## Task description
Each line below needs to be duplicated without alteration.

## Information supplied
►

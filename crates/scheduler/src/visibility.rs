//! Visible region calculation
//!
//! Given the viewport of a scroll container and an ordered list of laid-out
//! views, determines which views currently intersect the viewport and how
//! much of each is showing. Views must be ordered top to bottom; the first
//! candidate is found with a binary search so long documents stay cheap.

use std::rc::Rc;

/// Visible rectangle of a scroll container, in content coordinates
#[derive(Debug, Clone, Copy, PartialEq, Default)]
pub struct ScrollViewport {
    /// Scroll offset from the top of the content
    pub top: f32,

    /// Scroll offset from the left of the content
    pub left: f32,

    /// Visible width
    pub width: f32,

    /// Visible height
    pub height: f32,
}

impl ScrollViewport {
    /// Create a new viewport
    pub fn new(top: f32, left: f32, width: f32, height: f32) -> Self {
        Self {
            top,
            left,
            width,
            height,
        }
    }

    /// Bottom edge in content coordinates
    pub fn bottom(&self) -> f32 {
        self.top + self.height
    }

    /// Right edge in content coordinates
    pub fn right(&self) -> f32 {
        self.left + self.width
    }
}

/// Layout box of a view inside the scroll content
#[derive(Debug, Clone, Copy, PartialEq, Default)]
pub struct ElementBounds {
    pub x: f32,
    pub y: f32,
    pub width: f32,
    pub height: f32,
}

impl ElementBounds {
    pub fn new(x: f32, y: f32, width: f32, height: f32) -> Self {
        Self {
            x,
            y,
            width,
            height,
        }
    }

    pub fn bottom(&self) -> f32 {
        self.y + self.height
    }

    pub fn right(&self) -> f32 {
        self.x + self.width
    }
}

/// A view that can take part in visibility calculation
pub trait VisibleElement {
    /// Stable identifier (page number for page-backed views)
    fn id(&self) -> u32;

    /// Current layout box
    fn bounds(&self) -> ElementBounds;
}

impl<T: VisibleElement + ?Sized> VisibleElement for Rc<T> {
    fn id(&self) -> u32 {
        (**self).id()
    }

    fn bounds(&self) -> ElementBounds {
        (**self).bounds()
    }
}

/// One visible view
#[derive(Debug, Clone, Copy, PartialEq)]
pub struct VisibleView {
    /// View identifier
    pub id: u32,

    /// Position of the view in the list passed to `get_visible_elements`
    pub index: usize,

    /// Left edge of the view
    pub x: f32,

    /// Top edge of the view
    pub y: f32,

    /// Visible share of the view's height, 0-100
    pub percent: u32,
}

/// Result of a visibility pass
#[derive(Debug, Clone, Default, PartialEq)]
pub struct VisibleViews {
    /// Visible views, in list order unless sorted by visibility
    pub views: Vec<VisibleView>,
    first: Option<VisibleView>,
    last: Option<VisibleView>,
}

impl VisibleViews {
    /// Topmost visible view
    pub fn first(&self) -> Option<&VisibleView> {
        self.first.as_ref()
    }

    /// Bottommost visible view
    pub fn last(&self) -> Option<&VisibleView> {
        self.last.as_ref()
    }

    pub fn len(&self) -> usize {
        self.views.len()
    }

    pub fn is_empty(&self) -> bool {
        self.views.is_empty()
    }

    /// Check whether the view with `id` is visible
    pub fn contains(&self, id: u32) -> bool {
        self.views.iter().any(|view| view.id == id)
    }
}

/// Compute the views intersecting `viewport`
///
/// `first` and `last` always refer to document order, even when
/// `sort_by_visibility` reorders `views` by visible percentage (most visible
/// first, ties broken by ascending id).
pub fn get_visible_elements<V: VisibleElement>(
    viewport: &ScrollViewport,
    views: &[V],
    sort_by_visibility: bool,
) -> VisibleViews {
    let top = viewport.top;
    let bottom = viewport.bottom();
    let left = viewport.left;
    let right = viewport.right();

    let first_index = views.partition_point(|view| view.bounds().bottom() <= top);

    let mut visible = Vec::new();
    for (index, view) in views.iter().enumerate().skip(first_index) {
        let bounds = view.bounds();
        if bounds.y > bottom {
            break;
        }

        if bounds.right() < left || bounds.x > right {
            continue;
        }

        let hidden = (top - bounds.y).max(0.0) + (bounds.bottom() - bottom).max(0.0);
        let percent = if bounds.height > 0.0 {
            (((bounds.height - hidden) * 100.0) / bounds.height).max(0.0) as u32
        } else {
            0
        };

        visible.push(VisibleView {
            id: view.id(),
            index,
            x: bounds.x,
            y: bounds.y,
            percent,
        });
    }

    let first = visible.first().copied();
    let last = visible.last().copied();

    if sort_by_visibility {
        visible.sort_by(|a, b| b.percent.cmp(&a.percent).then(a.id.cmp(&b.id)));
    }

    VisibleViews {
        views: visible,
        first,
        last,
    }
}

◄

## Exercise result
filename crates/scheduler/src/visibility.rs
//! Visible region calculation
//!
//! Given the viewport of a scroll container and an ordered list of laid-out
//! views, determines which views currently intersect the viewport and how
//! much of each is showing. Views must be ordered top to bottom; the first
//! candidate is found with a binary search so long documents stay cheap.

use std::rc::Rc;

/// Visible rectangle of a scroll container, in content coordinates
#[derive(Debug, Clone, Copy, PartialEq, Default)]
pub struct ScrollViewport {
    /// Scroll offset from the top of the content
    pub top: f32,

    /// Scroll offset from the left of the content
    pub left: f32,

    /// Visible width
    pub width: f32,

    /// Visible height
    pub height: f32,
}

impl ScrollViewport {
    /// Create a new viewport
    pub fn new(top: f32, left: f32, width: f32, height: f32) -> Self {
        Self {
            top,
            left,
            width,
            height,
        }
    }

    /// Bottom edge in content coordinates
    pub fn bottom(&self) -> f32 {
        self.top + self.height
    }

    /// Right edge in content coordinates
    pub fn right(&self) -> f32 {
        self.left + self.width
    }
}

/// Layout box of a view inside the scroll content
#[derive(Debug, Clone, Copy, PartialEq, Default)]
pub struct ElementBounds {
    pub x: f32,
    pub y: f32,
    pub width: f32,
    pub height: f32,
}

impl ElementBounds {
    pub fn new(x: f32, y: f32, width: f32, height: f32) -> Self {
        Self {
            x,
            y,
            width,
            height,
        }
    }

    pub fn bottom(&self) -> f32 {
        self.y + self.height
    }

    pub fn right(&self) -> f32 {
        self.x + self.width
    }
}

/// A view that can take part in visibility calculation
pub trait VisibleElement {
    /// Stable identifier (page number for page-backed views)
    fn id(&self) -> u32;

    /// Current layout box
    fn bounds(&self) -> ElementBounds;
}

impl<T: VisibleElement + ?Sized> VisibleElement for Rc<T> {
    fn id(&self) -> u32 {
        (**self).id()
    }

    fn bounds(&self) -> ElementBounds {
        (**self).bounds()
    }
}

/// One visible view
#[derive(Debug, Clone, Copy, PartialEq)]
pub struct VisibleView {
    /// View identifier
    pub id: u32,

    /// Position of the view in the list passed to `get_visible_elements`
    pub index: usize,

    /// Left edge of the view
    pub x: f32,

    /// Top edge of the view
    pub y: f32,

    /// Visible share of the view's height, 0-100
    pub percent: u32,
}

/// Result of a visibility pass
#[derive(Debug, Clone, Default, PartialEq)]
pub struct VisibleViews {
    /// Visible views, in list order unless sorted by visibility
    pub views: Vec<VisibleView>,
    first: Option<VisibleView>,
    last: Option<VisibleView>,
}

impl VisibleViews {
    /// Topmost visible view
    pub fn first(&self) -> Option<&VisibleView> {
        self.first.as_ref()
    }

    /// Bottommost visible view
    pub fn last(&self) -> Option<&VisibleView> {
        self.last.as_ref()
    }

    pub fn len(&self) -> usize {
        self.views.len()
    }

    pub fn is_empty(&self) -> bool {
        self.views.is_empty()
    }

    /// Check whether the view with `id` is visible
    pub fn contains(&self, id: u32) -> bool {
        self.views.iter().any(|view| view.id == id)
    }
}

/// Compute the views intersecting `viewport`
///
/// `first` and `last` always refer to document order, even when
/// `sort_by_visibility` reorders `views` by visible percentage (most visible
/// first, ties broken by ascending id).
pub fn get_visible_elements<V: VisibleElement>(
    viewport: &ScrollViewport,
    views: &[V],
    sort_by_visibility: bool,
) -> VisibleViews {
    let top = viewport.top;
    let bottom = viewport.bottom();
    let left = viewport.left;
    let right = viewport.right();

    let first_index = views.partition_point(|view| view.bounds().bottom() <= top);

    let mut visible = Vec::new();
    for (index, view) in views.iter().enumerate().skip(first_index) {
        let bounds = view.bounds();
        if bounds.y > bottom {
            break;
        }

        if bounds.right() < left || bounds.x > right {
            continue;
        }

        let hidden = (top - bounds.y).max(0.0) + (bounds.bottom() - bottom).max(0.0);
        let percent = if bounds.height > 0.0 {
            (((bounds.height - hidden) * 100.0) / bounds.height).max(0.0) as u32
        } else {
            0
        };

        visible.push(VisibleView {
            id: view.id(),
            index,
            x: bounds.x,
            y: bounds.y,
            percent,
        });
    }

    let first = visible.first().copied();
    let last = visible.last().copied();

    if sort_by_visibility {
        visible.sort_by(|a, b| b.percent.cmp(&a.percent).then(a.id.cmp(&b.id)));
    }

    VisibleViews {
        views: visible,
        first,
        last,
    }
}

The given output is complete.